PROBLEM DESCRIPTION.
Would you please copy every line below that includes the string "true"?

========================================

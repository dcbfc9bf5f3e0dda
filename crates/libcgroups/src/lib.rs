//! Control groups provide a way of controlling groups of processes.
//! The runtime core only needs to know which hierarchy the host runs, since
//! rootless resource limits are enforceable on a unified (v2) host alone.
pub mod common;
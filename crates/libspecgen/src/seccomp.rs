//! Compiles a containers seccomp profile into the OCI seccomp block.
//!
//! The profile format is a superset of the OCI one: syscall rules may be
//! gated on capabilities and architectures, and the architecture list may
//! be given as a map from a native architecture to its sub-architectures.
//! Compilation resolves those conditions against the container's bounding
//! set and the native architecture.

use std::path::{Path, PathBuf};

use caps::Capability;
use oci_spec::runtime::{
    Arch, LinuxSeccomp, LinuxSeccompAction, LinuxSeccompArg, LinuxSeccompBuilder, LinuxSyscall,
    LinuxSyscallBuilder,
};
use oci_spec::OciSpecError;
use serde::Deserialize;

#[derive(Debug, thiserror::Error)]
pub enum SeccompError {
    #[error("opening seccomp profile ({}) failed", path.display())]
    Open {
        path: PathBuf,
        source: std::io::Error,
    },
    #[error("loading seccomp profile ({}) failed", path.display())]
    Load { path: PathBuf, source: ProfileError },
}

#[derive(Debug, thiserror::Error)]
pub enum ProfileError {
    #[error(transparent)]
    Parse(#[from] serde_json::Error),
    #[error("'architectures' and 'archMap' were specified in the seccomp profile, use either 'architectures' or 'archMap'")]
    ArchitecturesAndArchMap,
    #[error("'name' and 'names' were specified in the seccomp profile, use either 'name' or 'names'")]
    NameAndNames,
    #[error(transparent)]
    OciSpec(#[from] OciSpecError),
}

#[derive(Debug, Clone, Deserialize)]
#[serde(rename_all = "camelCase")]
pub struct Profile {
    pub default_action: LinuxSeccompAction,
    #[serde(default)]
    pub default_errno_ret: Option<u32>,
    #[serde(default)]
    pub architectures: Vec<Arch>,
    #[serde(default)]
    pub arch_map: Vec<ArchMapEntry>,
    #[serde(default)]
    pub syscalls: Vec<SyscallRule>,
}

#[derive(Debug, Clone, Deserialize)]
#[serde(rename_all = "camelCase")]
pub struct ArchMapEntry {
    pub architecture: Arch,
    #[serde(default)]
    pub sub_architectures: Vec<Arch>,
}

#[derive(Debug, Clone, Deserialize)]
#[serde(rename_all = "camelCase")]
pub struct SyscallRule {
    #[serde(default)]
    pub name: String,
    #[serde(default)]
    pub names: Vec<String>,
    pub action: LinuxSeccompAction,
    #[serde(default)]
    pub errno_ret: Option<u32>,
    #[serde(default)]
    pub args: Vec<LinuxSeccompArg>,
    #[serde(default)]
    pub includes: Filter,
    #[serde(default)]
    pub excludes: Filter,
}

/// Conditions on a rule. Arches use the `GOARCH`-style names of the profile
/// format (`amd64`, `arm64`, ...).
#[derive(Debug, Clone, Default, Deserialize)]
pub struct Filter {
    #[serde(default)]
    pub caps: Vec<String>,
    #[serde(default)]
    pub arches: Vec<String>,
}

/// The architecture the container will run on, in both naming schemes.
#[derive(Debug, Clone, PartialEq, Eq)]
pub struct NativeArch {
    /// Profile-format name, e.g. `amd64`.
    pub name: &'static str,
    /// libseccomp name, e.g. `SCMP_ARCH_X86_64`.
    pub scmp: &'static str,
}

impl NativeArch {
    pub fn current() -> Option<Self> {
        let (name, scmp) = match std::env::consts::ARCH {
            "x86_64" => ("amd64", "SCMP_ARCH_X86_64"),
            "x86" => ("386", "SCMP_ARCH_X86"),
            "aarch64" => ("arm64", "SCMP_ARCH_AARCH64"),
            "arm" => ("arm", "SCMP_ARCH_ARM"),
            "s390x" => ("s390x", "SCMP_ARCH_S390X"),
            "powerpc64" => ("ppc64le", "SCMP_ARCH_PPC64LE"),
            "riscv64" => ("riscv64", "SCMP_ARCH_RISCV64"),
            _ => return None,
        };
        Some(NativeArch { name, scmp })
    }

    fn matches(&self, arch: &Arch) -> bool {
        serde_json::to_value(arch)
            .map(|value| value == self.scmp)
            .unwrap_or(false)
    }
}

fn holds_all(bounding: &[String], caps: &[String]) -> bool {
    caps.iter().all(|c| bounding.contains(c))
}

fn holds_any(bounding: &[String], caps: &[String]) -> bool {
    caps.iter().any(|c| bounding.contains(c))
}

fn rule_applies(rule: &SyscallRule, bounding: &[String], native: Option<&NativeArch>) -> bool {
    let native_name = native.map(|n| n.name);
    let listed = |arches: &[String]| native_name.is_some_and(|name| arches.iter().any(|a| a == name));

    if listed(&rule.excludes.arches) || holds_any(bounding, &rule.excludes.caps) {
        return false;
    }
    if !rule.includes.arches.is_empty() && !listed(&rule.includes.arches) {
        return false;
    }
    holds_all(bounding, &rule.includes.caps)
}

impl Profile {
    /// Resolves the profile for a process holding `bounding`.
    pub fn compile(
        &self,
        bounding: &[Capability],
        native: Option<&NativeArch>,
    ) -> Result<LinuxSeccomp, ProfileError> {
        if !self.architectures.is_empty() && !self.arch_map.is_empty() {
            return Err(ProfileError::ArchitecturesAndArchMap);
        }

        let mut architectures = self.architectures.clone();
        if let Some(native) = native {
            for entry in self.arch_map.iter().filter(|e| native.matches(&e.architecture)) {
                architectures.push(entry.architecture);
                architectures.extend(entry.sub_architectures.iter().copied());
            }
        }

        let bounding: Vec<String> = bounding.iter().map(|c| c.to_string()).collect();
        let mut syscalls: Vec<LinuxSyscall> = Vec::new();
        for rule in &self.syscalls {
            if !rule.name.is_empty() && !rule.names.is_empty() {
                return Err(ProfileError::NameAndNames);
            }
            if !rule_applies(rule, &bounding, native) {
                continue;
            }

            let names = if rule.name.is_empty() {
                rule.names.clone()
            } else {
                vec![rule.name.clone()]
            };
            let mut syscall = LinuxSyscallBuilder::default().names(names).action(rule.action);
            if let Some(errno) = rule.errno_ret {
                syscall = syscall.errno_ret(errno);
            }
            if !rule.args.is_empty() {
                syscall = syscall.args(rule.args.clone());
            }
            syscalls.push(syscall.build()?);
        }

        let mut seccomp = LinuxSeccompBuilder::default()
            .default_action(self.default_action)
            .syscalls(syscalls);
        if let Some(errno) = self.default_errno_ret {
            seccomp = seccomp.default_errno_ret(errno);
        }
        if !architectures.is_empty() {
            seccomp = seccomp.architectures(architectures);
        }
        Ok(seccomp.build()?)
    }
}

/// Reads and compiles the profile at `path`.
pub fn load_profile(
    path: &Path,
    bounding: &[Capability],
    native: Option<&NativeArch>,
) -> Result<LinuxSeccomp, SeccompError> {
    let contents = std::fs::read_to_string(path).map_err(|source| SeccompError::Open {
        path: path.to_path_buf(),
        source,
    })?;
    let load = || -> Result<LinuxSeccomp, ProfileError> {
        let profile: Profile = serde_json::from_str(&contents)?;
        profile.compile(bounding, native)
    };
    load().map_err(|source| SeccompError::Load {
        path: path.to_path_buf(),
        source,
    })
}
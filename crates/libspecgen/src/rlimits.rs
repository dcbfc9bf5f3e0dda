use std::str::FromStr;

use oci_spec::runtime::LinuxRlimitType;
use oci_spec::OciSpecError;

use crate::generator::Generator;
use crate::host::{HostError, HostInfo};

/// Highest NOFILE/NPROC value settable without raising a sysctl.
pub const KERNEL_MAX_RLIMIT: u64 = 1048576;
/// The ulimit entry that copies every limit from the host.
pub const HOST_ULIMIT: &str = "host";

#[derive(Debug, thiserror::Error)]
pub enum RlimitError {
    #[error("ulimit can use host only once")]
    HostNotAlone,
    #[error("ulimit option {input:?} requires name=SOFT:HARD, failed to be parsed")]
    Parse {
        input: String,
        source: UlimitParseError,
    },
    #[error(transparent)]
    Host(#[from] HostError),
    #[error(transparent)]
    OciSpec(#[from] OciSpecError),
}

#[derive(Debug, PartialEq, Eq, thiserror::Error)]
pub enum UlimitParseError {
    #[error("expected name=value")]
    MissingValue,
    #[error("invalid ulimit type {0:?}")]
    UnknownName(String),
    #[error("too many limit value arguments")]
    TooManyValues,
    #[error("invalid limit value {0:?}")]
    InvalidValue(String),
    #[error("soft limit {soft} must be less than or equal to hard limit {hard}")]
    SoftAboveHard { soft: i64, hard: i64 },
}

/// A parsed `name=soft[:hard]` entry. A value of `-1` means unlimited.
#[derive(Debug, Clone, Copy, PartialEq, Eq)]
pub struct Ulimit {
    pub typ: LinuxRlimitType,
    pub soft: u64,
    pub hard: u64,
}

fn rlimit_type(name: &str) -> Option<LinuxRlimitType> {
    let typ = match name {
        "core" => LinuxRlimitType::RlimitCore,
        "cpu" => LinuxRlimitType::RlimitCpu,
        "data" => LinuxRlimitType::RlimitData,
        "fsize" => LinuxRlimitType::RlimitFsize,
        "locks" => LinuxRlimitType::RlimitLocks,
        "memlock" => LinuxRlimitType::RlimitMemlock,
        "msgqueue" => LinuxRlimitType::RlimitMsgqueue,
        "nice" => LinuxRlimitType::RlimitNice,
        "nofile" => LinuxRlimitType::RlimitNofile,
        "nproc" => LinuxRlimitType::RlimitNproc,
        "rss" => LinuxRlimitType::RlimitRss,
        "rtprio" => LinuxRlimitType::RlimitRtprio,
        "rttime" => LinuxRlimitType::RlimitRttime,
        "sigpending" => LinuxRlimitType::RlimitSigpending,
        "stack" => LinuxRlimitType::RlimitStack,
        _ => return None,
    };
    Some(typ)
}

fn parse_limit(value: &str) -> Result<i64, UlimitParseError> {
    match value.parse::<i64>() {
        Ok(limit) if limit >= -1 => Ok(limit),
        _ => Err(UlimitParseError::InvalidValue(value.to_owned())),
    }
}

fn to_rlim(limit: i64) -> u64 {
    u64::try_from(limit).unwrap_or(u64::MAX)
}

impl FromStr for Ulimit {
    type Err = UlimitParseError;

    fn from_str(s: &str) -> Result<Self, Self::Err> {
        let (name, values) = s.split_once('=').ok_or(UlimitParseError::MissingValue)?;
        let typ = rlimit_type(name).ok_or_else(|| UlimitParseError::UnknownName(name.to_owned()))?;

        let mut parts = values.split(':');
        let soft = parse_limit(parts.next().unwrap_or_default())?;
        let hard = match parts.next() {
            Some(hard) => parse_limit(hard)?,
            None => soft,
        };
        if parts.next().is_some() {
            return Err(UlimitParseError::TooManyValues);
        }
        if hard != -1 && (soft == -1 || soft > hard) {
            return Err(UlimitParseError::SoftAboveHard { soft, hard });
        }

        Ok(Ulimit {
            typ,
            soft: to_rlim(soft),
            hard: to_rlim(hard),
        })
    }
}

/// Applies the configured ulimits. Unless rootless, NOFILE and NPROC are
/// raised to [`KERNEL_MAX_RLIMIT`] when not given explicitly.
pub(crate) fn apply_rlimits(
    ulimits: &[String],
    rootless: bool,
    host: &dyn HostInfo,
    generator: &mut Generator,
) -> Result<(), RlimitError> {
    let mut nofile_set = false;
    let mut nproc_set = false;

    if ulimits.iter().any(|u| u == HOST_ULIMIT) {
        if ulimits.len() != 1 {
            return Err(RlimitError::HostNotAlone);
        }
        for limit in host.rlimits()? {
            generator.add_rlimit(limit.typ, limit.hard, limit.soft)?;
        }
        nofile_set = true;
        nproc_set = true;
    } else {
        for input in ulimits {
            let ulimit: Ulimit = input.parse().map_err(|source| RlimitError::Parse {
                input: input.clone(),
                source,
            })?;
            match ulimit.typ {
                LinuxRlimitType::RlimitNofile => nofile_set = true,
                LinuxRlimitType::RlimitNproc => nproc_set = true,
                _ => {}
            }
            generator.add_rlimit(ulimit.typ, ulimit.hard, ulimit.soft)?;
        }
    }

    if !rootless {
        if !nofile_set {
            generator.add_rlimit(LinuxRlimitType::RlimitNofile, KERNEL_MAX_RLIMIT, KERNEL_MAX_RLIMIT)?;
        }
        if !nproc_set {
            generator.add_rlimit(LinuxRlimitType::RlimitNproc, KERNEL_MAX_RLIMIT, KERNEL_MAX_RLIMIT)?;
        }
    }
    Ok(())
}

#[cfg(test)]
mod tests {
    use anyhow::Result;
    use quickcheck::quickcheck;

    use super::*;
    use crate::test_utils::FakeHost;

    fn limit(g: &Generator, typ: LinuxRlimitType) -> Option<(u64, u64)> {
        g.rlimits
            .iter()
            .find(|r| r.typ() == typ)
            .map(|r| (r.soft(), r.hard()))
    }

    #[test]
    fn test_parse_ulimit() -> Result<()> {
        assert_eq!(
            "nofile=1024:2048".parse::<Ulimit>()?,
            Ulimit {
                typ: LinuxRlimitType::RlimitNofile,
                soft: 1024,
                hard: 2048
            }
        );
        let core: Ulimit = "core=-1".parse()?;
        assert_eq!((core.soft, core.hard), (u64::MAX, u64::MAX));
        let stack: Ulimit = "stack=8192:-1".parse()?;
        assert_eq!((stack.soft, stack.hard), (8192, u64::MAX));
        Ok(())
    }

    #[test]
    fn test_parse_ulimit_errors() {
        assert_eq!("nofile".parse::<Ulimit>(), Err(UlimitParseError::MissingValue));
        assert_eq!(
            "files=1".parse::<Ulimit>(),
            Err(UlimitParseError::UnknownName("files".to_owned()))
        );
        assert_eq!(
            "nofile=1:2:3".parse::<Ulimit>(),
            Err(UlimitParseError::TooManyValues)
        );
        assert_eq!(
            "nofile=x".parse::<Ulimit>(),
            Err(UlimitParseError::InvalidValue("x".to_owned()))
        );
        assert_eq!(
            "nofile=-2".parse::<Ulimit>(),
            Err(UlimitParseError::InvalidValue("-2".to_owned()))
        );
        assert_eq!(
            "nofile=10:5".parse::<Ulimit>(),
            Err(UlimitParseError::SoftAboveHard { soft: 10, hard: 5 })
        );
        assert_eq!(
            "nofile=-1:5".parse::<Ulimit>(),
            Err(UlimitParseError::SoftAboveHard { soft: -1, hard: 5 })
        );
    }

    quickcheck! {
        fn prop_ordered_limits_parse(a: u32, b: u32) -> bool {
            let (soft, hard) = (a.min(b), a.max(b));
            let parsed: Result<Ulimit, _> = format!("nproc={soft}:{hard}").parse();
            parsed == Ok(Ulimit {
                typ: LinuxRlimitType::RlimitNproc,
                soft: u64::from(soft),
                hard: u64::from(hard),
            })
        }
    }

    #[test]
    fn test_root_defaults_raise_nofile_and_nproc() -> Result<()> {
        let mut g = Generator::new()?;
        apply_rlimits(&["core=0".to_owned()], false, &FakeHost::default(), &mut g)?;
        assert_eq!(limit(&g, LinuxRlimitType::RlimitCore), Some((0, 0)));
        assert_eq!(
            limit(&g, LinuxRlimitType::RlimitNofile),
            Some((KERNEL_MAX_RLIMIT, KERNEL_MAX_RLIMIT))
        );
        assert_eq!(
            limit(&g, LinuxRlimitType::RlimitNproc),
            Some((KERNEL_MAX_RLIMIT, KERNEL_MAX_RLIMIT))
        );
        Ok(())
    }

    #[test]
    fn test_explicit_nofile_wins() -> Result<()> {
        let mut g = Generator::new()?;
        apply_rlimits(&["nofile=100:200".to_owned()], false, &FakeHost::default(), &mut g)?;
        assert_eq!(limit(&g, LinuxRlimitType::RlimitNofile), Some((100, 200)));
        Ok(())
    }

    #[test]
    fn test_rootless_keeps_defaults() -> Result<()> {
        let mut g = Generator::new()?;
        apply_rlimits(&[], true, &FakeHost::default(), &mut g)?;
        assert_eq!(limit(&g, LinuxRlimitType::RlimitNofile), Some((1024, 1024)));
        assert_eq!(limit(&g, LinuxRlimitType::RlimitNproc), None);
        Ok(())
    }

    #[test]
    fn test_host_ulimit_copies_host_limits() -> Result<()> {
        let host = FakeHost::default();
        let mut g = Generator::new()?;
        apply_rlimits(&[HOST_ULIMIT.to_owned()], false, &host, &mut g)?;
        for expected in &host.rlimits {
            assert_eq!(limit(&g, expected.typ), Some((expected.soft, expected.hard)));
        }
        Ok(())
    }

    #[test]
    fn test_host_ulimit_must_be_alone() -> Result<()> {
        let mut g = Generator::new()?;
        let err = apply_rlimits(
            &[HOST_ULIMIT.to_owned(), "nofile=1".to_owned()],
            false,
            &FakeHost::default(),
            &mut g,
        )
        .unwrap_err();
        assert_eq!(err.to_string(), "ulimit can use host only once");
        Ok(())
    }

    #[test]
    fn test_parse_error_echoes_input() -> Result<()> {
        let mut g = Generator::new()?;
        let err = apply_rlimits(&["nofile=a".to_owned()], false, &FakeHost::default(), &mut g)
            .unwrap_err();
        assert_eq!(
            err.to_string(),
            "ulimit option \"nofile=a\" requires name=SOFT:HARD, failed to be parsed"
        );
        Ok(())
    }
}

========================================

WRITTEN RESPONSE.
        nofile_set = true;
        nproc_set = true;
                LinuxRlimitType::RlimitNofile => nofile_set = true,
                LinuxRlimitType::RlimitNproc => nproc_set = true,
        apply_rlimits(&[], true, &FakeHost::default(), &mut g)?;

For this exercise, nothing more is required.